Stored data entries
/// Embed a batch of texts using the configured provider.
///
/// This is the main entry point for generating embeddings. It dispatches
/// to the appropriate backend based on the config's `provider` field.
///
/// # Arguments
///
/// * `_provider` — Provider instance (used for metadata; dispatch is config-based).
/// * `config` — Embedding configuration with provider, model, and retry settings.
/// * `texts` — Batch of text strings to embed.
///
/// # Returns
///
/// A vector of embedding vectors, one per input text, in the same order.
///
/// # Errors
///
/// - `"disabled"` provider: always returns an error.
/// - `"openai"` provider: returns an error if the API key is missing,
///   the API returns a non-retryable error, or all retries are exhausted.
pub async fn embed_texts(
    _provider: &dyn EmbeddingProvider,
    config: &EmbeddingConfig,
    texts: &[String],
) -> Result<Vec<Vec<f32>>> {
    match config.provider.as_str() {
        "openai" => embed_openai(config, texts).await,
        "ollama" => embed_ollama(config, texts).await,
        #[cfg(feature = "local-embeddings-fastembed")]
        "local" => embed_local_fastembed(config, texts).await,
        #[cfg(feature = "local-embeddings-tract")]
        "local" => embed_local_tract(config, texts).await,
        #[cfg(not(any(feature = "local-embeddings-fastembed", feature = "local-embeddings-tract")))]
        "local" => bail!(
            "Local embedding provider requires one of: --features local-embeddings-fastembed, --features local-embeddings-tract"
        ),
        "disabled" => bail!("Embedding provider is disabled"),
        other => bail!("Unknown embedding provider: {}", other),
    }
}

[Assigned task]:
Each line above must be reproduced exactly as it stands.

[Problem solution]:
/// Embed a batch of texts using the configured provider.
///
/// This is the main entry point for generating embeddings. It dispatches
/// to the appropriate backend based on the config's `provider` field.
///
/// # Arguments
///
/// * `_provider` — Provider instance (used for metadata; dispatch is config-based).
/// * `config` — Embedding configuration with provider, model, and retry settings.
/// * `texts` — Batch of text strings to embed.
///
/// # Returns
///
/// A vector of embedding vectors, one per input text, in the same order.
///
/// # Errors
///
/// - `"disabled"` provider: always returns an error.
/// - `"openai"` provider: returns an error if the API key is missing,
///   the API returns a non-retryable error, or all retries are exhausted.
pub async fn embed_texts(
    _provider: &dyn EmbeddingProvider,
    config: &EmbeddingConfig,
    texts: &[String],
) -> Result<Vec<Vec<f32>>> {
    match config.provider.as_str() {
        "openai" => embed_openai(config, texts).await,
        "ollama" => embed_ollama(config, texts).await,
        #[cfg(feature = "local-embeddings-fastembed")]
        "local" => embed_local_fastembed(config, texts).await,
        #[cfg(feature = "local-embeddings-tract")]
        "local" => embed_local_tract(config, texts).await,
        #[cfg(not(any(feature = "local-embeddings-fastembed", feature = "local-embeddings-tract")))]
        "local" => bail!(
            "Local embedding provider requires one of: --features local-embeddings-fastembed, --features local-embeddings-tract"
        ),
        "disabled" => bail!("Embedding provider is disabled"),
        other => bail!("Unknown embedding provider: {}", other),
    }
}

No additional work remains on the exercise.